**TASK TO COMPLETE:** For the listing below, return the line containing "u64, status: OrderStatus)", the line containing "let body = serde_json::to_value(NewOrder", and all lines in between, exactly as written and nothing else.
**********
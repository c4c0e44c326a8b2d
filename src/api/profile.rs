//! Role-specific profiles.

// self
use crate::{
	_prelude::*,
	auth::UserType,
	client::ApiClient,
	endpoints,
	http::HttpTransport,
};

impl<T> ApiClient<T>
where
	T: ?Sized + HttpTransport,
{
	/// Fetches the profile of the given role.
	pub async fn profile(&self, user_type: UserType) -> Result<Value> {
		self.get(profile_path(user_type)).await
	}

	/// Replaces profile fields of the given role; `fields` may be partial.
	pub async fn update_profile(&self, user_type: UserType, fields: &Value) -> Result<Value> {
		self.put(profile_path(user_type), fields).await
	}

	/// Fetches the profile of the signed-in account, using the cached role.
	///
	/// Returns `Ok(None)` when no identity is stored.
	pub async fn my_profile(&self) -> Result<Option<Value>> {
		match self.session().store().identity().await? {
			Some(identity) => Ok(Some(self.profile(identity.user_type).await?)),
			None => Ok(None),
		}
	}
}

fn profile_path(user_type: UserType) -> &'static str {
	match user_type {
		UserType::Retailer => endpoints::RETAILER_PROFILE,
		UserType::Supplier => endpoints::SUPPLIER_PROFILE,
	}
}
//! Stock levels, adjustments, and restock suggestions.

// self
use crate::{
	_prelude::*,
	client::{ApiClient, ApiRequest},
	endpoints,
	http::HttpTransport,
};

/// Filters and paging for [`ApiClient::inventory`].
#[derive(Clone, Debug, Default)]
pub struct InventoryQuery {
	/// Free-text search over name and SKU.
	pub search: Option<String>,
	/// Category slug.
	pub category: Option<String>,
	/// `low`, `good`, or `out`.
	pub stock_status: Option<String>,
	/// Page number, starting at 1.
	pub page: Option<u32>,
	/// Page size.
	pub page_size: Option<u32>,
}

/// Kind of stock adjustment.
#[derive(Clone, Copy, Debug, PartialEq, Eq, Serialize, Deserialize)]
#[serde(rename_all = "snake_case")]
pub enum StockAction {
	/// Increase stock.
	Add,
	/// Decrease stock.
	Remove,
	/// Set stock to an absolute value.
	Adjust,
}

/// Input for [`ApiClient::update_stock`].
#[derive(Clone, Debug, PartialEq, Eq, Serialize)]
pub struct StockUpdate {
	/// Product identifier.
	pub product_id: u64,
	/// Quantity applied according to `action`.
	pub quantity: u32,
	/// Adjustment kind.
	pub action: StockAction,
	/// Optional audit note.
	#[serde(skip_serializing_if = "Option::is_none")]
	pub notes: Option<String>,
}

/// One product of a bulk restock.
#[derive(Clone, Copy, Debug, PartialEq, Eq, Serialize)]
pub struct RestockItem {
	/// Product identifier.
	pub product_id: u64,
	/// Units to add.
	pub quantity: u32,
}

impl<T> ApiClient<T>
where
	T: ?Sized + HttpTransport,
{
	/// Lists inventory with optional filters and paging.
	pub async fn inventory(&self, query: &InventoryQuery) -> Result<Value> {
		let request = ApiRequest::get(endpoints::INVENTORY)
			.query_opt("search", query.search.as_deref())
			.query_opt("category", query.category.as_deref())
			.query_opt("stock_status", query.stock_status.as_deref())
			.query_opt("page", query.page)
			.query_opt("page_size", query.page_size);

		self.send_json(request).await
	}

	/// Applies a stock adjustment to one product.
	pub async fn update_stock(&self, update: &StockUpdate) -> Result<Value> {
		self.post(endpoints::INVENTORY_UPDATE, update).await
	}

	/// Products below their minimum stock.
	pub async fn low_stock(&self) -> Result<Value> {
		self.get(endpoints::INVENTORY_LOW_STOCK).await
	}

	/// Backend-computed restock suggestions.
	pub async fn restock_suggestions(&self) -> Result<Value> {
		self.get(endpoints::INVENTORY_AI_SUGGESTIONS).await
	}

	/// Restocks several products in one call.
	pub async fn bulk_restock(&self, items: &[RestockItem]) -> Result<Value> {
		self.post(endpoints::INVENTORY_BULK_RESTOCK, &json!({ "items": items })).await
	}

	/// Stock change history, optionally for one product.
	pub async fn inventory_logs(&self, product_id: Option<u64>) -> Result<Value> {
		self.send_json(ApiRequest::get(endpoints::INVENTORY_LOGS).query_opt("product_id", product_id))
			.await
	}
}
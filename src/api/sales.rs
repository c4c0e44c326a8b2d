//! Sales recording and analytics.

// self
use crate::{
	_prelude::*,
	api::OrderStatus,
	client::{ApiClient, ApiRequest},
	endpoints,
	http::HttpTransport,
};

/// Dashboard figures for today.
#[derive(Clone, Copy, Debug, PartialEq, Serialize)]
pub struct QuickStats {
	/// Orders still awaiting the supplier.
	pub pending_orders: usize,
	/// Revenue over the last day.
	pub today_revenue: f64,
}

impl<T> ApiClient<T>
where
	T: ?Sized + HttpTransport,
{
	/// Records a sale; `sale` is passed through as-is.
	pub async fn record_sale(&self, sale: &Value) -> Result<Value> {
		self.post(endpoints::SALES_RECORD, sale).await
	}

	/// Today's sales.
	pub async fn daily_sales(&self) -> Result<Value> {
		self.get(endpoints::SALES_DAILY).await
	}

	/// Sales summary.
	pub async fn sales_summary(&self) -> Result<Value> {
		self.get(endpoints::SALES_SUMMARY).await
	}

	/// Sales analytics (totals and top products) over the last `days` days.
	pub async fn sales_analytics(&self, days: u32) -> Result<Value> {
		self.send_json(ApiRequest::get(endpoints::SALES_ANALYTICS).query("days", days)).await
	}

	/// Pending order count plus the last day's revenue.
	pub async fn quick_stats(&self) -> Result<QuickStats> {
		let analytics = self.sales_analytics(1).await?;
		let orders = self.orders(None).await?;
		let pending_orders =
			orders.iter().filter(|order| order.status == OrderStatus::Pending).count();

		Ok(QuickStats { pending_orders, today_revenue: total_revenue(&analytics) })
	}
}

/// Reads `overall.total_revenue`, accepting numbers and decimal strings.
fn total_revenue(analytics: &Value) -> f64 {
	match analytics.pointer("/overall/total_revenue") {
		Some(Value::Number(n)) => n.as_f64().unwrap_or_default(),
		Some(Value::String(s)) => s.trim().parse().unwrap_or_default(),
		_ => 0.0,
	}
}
**********
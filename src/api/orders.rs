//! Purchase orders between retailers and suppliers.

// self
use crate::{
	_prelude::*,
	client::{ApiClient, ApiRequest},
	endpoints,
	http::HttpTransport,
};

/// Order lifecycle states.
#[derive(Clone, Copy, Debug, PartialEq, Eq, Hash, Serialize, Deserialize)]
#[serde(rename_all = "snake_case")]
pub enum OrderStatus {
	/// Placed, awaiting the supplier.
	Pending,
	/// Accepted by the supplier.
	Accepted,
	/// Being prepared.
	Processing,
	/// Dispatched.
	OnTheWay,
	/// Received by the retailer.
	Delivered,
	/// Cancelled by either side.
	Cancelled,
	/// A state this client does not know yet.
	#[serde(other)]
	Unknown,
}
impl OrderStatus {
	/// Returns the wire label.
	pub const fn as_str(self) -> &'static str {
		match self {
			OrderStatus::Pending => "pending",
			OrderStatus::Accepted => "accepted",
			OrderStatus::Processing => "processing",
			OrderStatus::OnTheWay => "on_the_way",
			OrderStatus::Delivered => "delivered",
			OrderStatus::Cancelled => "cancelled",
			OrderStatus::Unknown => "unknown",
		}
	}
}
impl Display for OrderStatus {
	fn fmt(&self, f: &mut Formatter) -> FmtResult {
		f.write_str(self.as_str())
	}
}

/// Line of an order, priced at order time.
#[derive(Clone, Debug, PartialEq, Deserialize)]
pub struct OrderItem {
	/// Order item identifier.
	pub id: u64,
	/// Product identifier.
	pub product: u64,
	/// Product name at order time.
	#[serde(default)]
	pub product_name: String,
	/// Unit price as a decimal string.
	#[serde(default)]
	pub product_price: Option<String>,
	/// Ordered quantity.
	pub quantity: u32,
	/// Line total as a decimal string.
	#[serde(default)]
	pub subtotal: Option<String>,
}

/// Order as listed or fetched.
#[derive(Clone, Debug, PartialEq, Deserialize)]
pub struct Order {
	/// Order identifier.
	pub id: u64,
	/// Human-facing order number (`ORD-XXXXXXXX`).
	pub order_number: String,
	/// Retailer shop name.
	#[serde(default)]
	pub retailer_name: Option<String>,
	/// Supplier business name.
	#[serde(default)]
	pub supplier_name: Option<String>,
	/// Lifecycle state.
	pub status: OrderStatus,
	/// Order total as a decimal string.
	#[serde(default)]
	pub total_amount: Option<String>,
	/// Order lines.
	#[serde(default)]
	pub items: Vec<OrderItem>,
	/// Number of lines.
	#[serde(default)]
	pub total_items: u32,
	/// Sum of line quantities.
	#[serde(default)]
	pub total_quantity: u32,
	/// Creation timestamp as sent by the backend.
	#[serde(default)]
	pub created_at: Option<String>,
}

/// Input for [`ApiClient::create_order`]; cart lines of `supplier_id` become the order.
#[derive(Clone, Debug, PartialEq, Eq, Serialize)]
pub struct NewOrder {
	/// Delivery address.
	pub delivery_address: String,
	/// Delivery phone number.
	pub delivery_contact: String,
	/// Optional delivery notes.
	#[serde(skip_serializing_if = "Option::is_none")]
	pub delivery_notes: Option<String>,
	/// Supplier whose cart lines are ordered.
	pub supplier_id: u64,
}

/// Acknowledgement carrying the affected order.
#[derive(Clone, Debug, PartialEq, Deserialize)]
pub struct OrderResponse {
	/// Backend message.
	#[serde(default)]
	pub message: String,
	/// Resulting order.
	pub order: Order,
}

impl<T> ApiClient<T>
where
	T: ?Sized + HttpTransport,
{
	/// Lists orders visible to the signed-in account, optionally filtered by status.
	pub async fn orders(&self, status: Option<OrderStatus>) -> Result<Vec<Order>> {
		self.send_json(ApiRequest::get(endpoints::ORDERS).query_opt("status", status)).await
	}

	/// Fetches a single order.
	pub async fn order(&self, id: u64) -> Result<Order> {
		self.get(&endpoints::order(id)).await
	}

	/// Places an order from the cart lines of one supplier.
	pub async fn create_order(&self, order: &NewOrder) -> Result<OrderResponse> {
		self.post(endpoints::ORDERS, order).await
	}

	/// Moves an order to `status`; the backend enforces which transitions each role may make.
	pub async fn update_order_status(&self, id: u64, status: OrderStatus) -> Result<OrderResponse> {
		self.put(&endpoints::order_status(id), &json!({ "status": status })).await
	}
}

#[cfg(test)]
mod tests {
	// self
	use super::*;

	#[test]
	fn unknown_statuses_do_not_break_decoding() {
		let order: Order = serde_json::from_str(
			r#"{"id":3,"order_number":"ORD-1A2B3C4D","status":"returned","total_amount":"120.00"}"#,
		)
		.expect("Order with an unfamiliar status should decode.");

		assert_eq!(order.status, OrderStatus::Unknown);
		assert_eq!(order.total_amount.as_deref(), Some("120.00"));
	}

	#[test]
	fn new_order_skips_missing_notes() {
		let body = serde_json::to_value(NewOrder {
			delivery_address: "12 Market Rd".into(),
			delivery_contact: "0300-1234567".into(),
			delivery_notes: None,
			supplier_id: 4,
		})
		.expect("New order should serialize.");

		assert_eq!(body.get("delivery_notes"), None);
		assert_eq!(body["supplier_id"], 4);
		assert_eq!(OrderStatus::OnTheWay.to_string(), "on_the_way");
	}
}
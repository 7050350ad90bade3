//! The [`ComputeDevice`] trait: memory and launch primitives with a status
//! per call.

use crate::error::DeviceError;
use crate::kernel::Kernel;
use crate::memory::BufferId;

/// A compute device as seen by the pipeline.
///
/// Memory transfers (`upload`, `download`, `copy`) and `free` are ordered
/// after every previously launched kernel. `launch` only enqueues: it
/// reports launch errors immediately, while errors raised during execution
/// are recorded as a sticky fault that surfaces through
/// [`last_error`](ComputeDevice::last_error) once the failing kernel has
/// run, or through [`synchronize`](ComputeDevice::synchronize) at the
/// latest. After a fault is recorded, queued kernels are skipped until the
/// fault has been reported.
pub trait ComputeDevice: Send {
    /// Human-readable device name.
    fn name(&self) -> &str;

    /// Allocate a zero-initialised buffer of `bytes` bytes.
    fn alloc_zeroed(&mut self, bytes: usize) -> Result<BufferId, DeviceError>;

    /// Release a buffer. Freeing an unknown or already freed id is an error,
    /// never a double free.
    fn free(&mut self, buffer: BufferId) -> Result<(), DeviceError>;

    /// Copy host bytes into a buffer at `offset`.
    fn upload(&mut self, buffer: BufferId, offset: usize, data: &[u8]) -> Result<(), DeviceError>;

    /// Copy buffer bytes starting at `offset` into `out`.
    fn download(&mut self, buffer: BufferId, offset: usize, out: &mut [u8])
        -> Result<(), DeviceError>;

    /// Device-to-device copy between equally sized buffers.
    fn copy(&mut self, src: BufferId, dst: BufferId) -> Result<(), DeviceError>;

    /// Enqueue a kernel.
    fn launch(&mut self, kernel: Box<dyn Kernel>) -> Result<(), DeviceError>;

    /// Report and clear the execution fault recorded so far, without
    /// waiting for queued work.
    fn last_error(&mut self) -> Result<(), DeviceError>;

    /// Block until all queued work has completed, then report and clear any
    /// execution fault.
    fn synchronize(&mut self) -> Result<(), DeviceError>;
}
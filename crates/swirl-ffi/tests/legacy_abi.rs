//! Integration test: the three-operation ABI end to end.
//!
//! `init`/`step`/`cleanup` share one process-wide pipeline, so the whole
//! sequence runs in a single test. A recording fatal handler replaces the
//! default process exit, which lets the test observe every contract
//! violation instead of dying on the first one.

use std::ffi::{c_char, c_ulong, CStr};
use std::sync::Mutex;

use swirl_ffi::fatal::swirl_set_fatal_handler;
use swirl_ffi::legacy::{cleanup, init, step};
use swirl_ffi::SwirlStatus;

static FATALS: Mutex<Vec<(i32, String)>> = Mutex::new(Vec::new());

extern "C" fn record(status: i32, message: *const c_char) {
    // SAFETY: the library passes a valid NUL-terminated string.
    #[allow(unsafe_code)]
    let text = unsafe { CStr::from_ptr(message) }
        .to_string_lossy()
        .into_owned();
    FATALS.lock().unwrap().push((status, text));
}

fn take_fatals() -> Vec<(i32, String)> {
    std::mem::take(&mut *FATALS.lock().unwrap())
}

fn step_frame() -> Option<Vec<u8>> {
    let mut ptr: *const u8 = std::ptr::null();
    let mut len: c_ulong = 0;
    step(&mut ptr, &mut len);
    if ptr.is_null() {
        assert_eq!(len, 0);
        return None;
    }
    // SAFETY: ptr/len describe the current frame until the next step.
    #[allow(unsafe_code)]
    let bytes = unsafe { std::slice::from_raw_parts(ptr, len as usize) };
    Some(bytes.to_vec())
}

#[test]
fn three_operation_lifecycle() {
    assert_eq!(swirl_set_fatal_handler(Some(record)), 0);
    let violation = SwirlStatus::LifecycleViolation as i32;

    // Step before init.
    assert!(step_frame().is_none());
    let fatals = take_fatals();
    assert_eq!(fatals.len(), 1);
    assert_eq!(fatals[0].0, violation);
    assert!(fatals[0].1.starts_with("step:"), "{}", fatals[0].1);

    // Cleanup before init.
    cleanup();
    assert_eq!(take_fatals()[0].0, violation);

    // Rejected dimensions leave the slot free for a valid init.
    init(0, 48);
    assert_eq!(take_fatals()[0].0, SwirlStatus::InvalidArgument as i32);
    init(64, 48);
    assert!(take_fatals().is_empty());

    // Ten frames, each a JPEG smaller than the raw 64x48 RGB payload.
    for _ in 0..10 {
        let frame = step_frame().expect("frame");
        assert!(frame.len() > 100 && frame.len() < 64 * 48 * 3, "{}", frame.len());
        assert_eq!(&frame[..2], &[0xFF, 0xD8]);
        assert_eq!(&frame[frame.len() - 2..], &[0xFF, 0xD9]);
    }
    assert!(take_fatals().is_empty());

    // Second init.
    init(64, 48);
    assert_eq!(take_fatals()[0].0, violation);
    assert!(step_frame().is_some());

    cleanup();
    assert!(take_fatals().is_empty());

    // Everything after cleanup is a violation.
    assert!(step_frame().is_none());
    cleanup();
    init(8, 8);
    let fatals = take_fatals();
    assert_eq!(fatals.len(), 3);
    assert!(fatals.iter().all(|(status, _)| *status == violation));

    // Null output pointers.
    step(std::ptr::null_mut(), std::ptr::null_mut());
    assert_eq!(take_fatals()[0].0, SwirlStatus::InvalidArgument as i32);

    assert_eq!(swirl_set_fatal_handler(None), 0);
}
**********
**EXPECTED ANSWER:**
	pub async fn update_order_status(&self, id: u64, status: OrderStatus) -> Result<OrderResponse> {
		self.put(&endpoints::order_status(id), &json!({ "status": status })).await
	}
}

#[cfg(test)]
mod tests {
	// self
	use super::*;

	#[test]
	fn unknown_statuses_do_not_break_decoding() {
		let order: Order = serde_json::from_str(
			r#"{"id":3,"order_number":"ORD-1A2B3C4D","status":"returned","total_amount":"120.00"}"#,
		)
		.expect("Order with an unfamiliar status should decode.");

		assert_eq!(order.status, OrderStatus::Unknown);
		assert_eq!(order.total_amount.as_deref(), Some("120.00"));
	}

	#[test]
	fn new_order_skips_missing_notes() {
		let body = serde_json::to_value(NewOrder {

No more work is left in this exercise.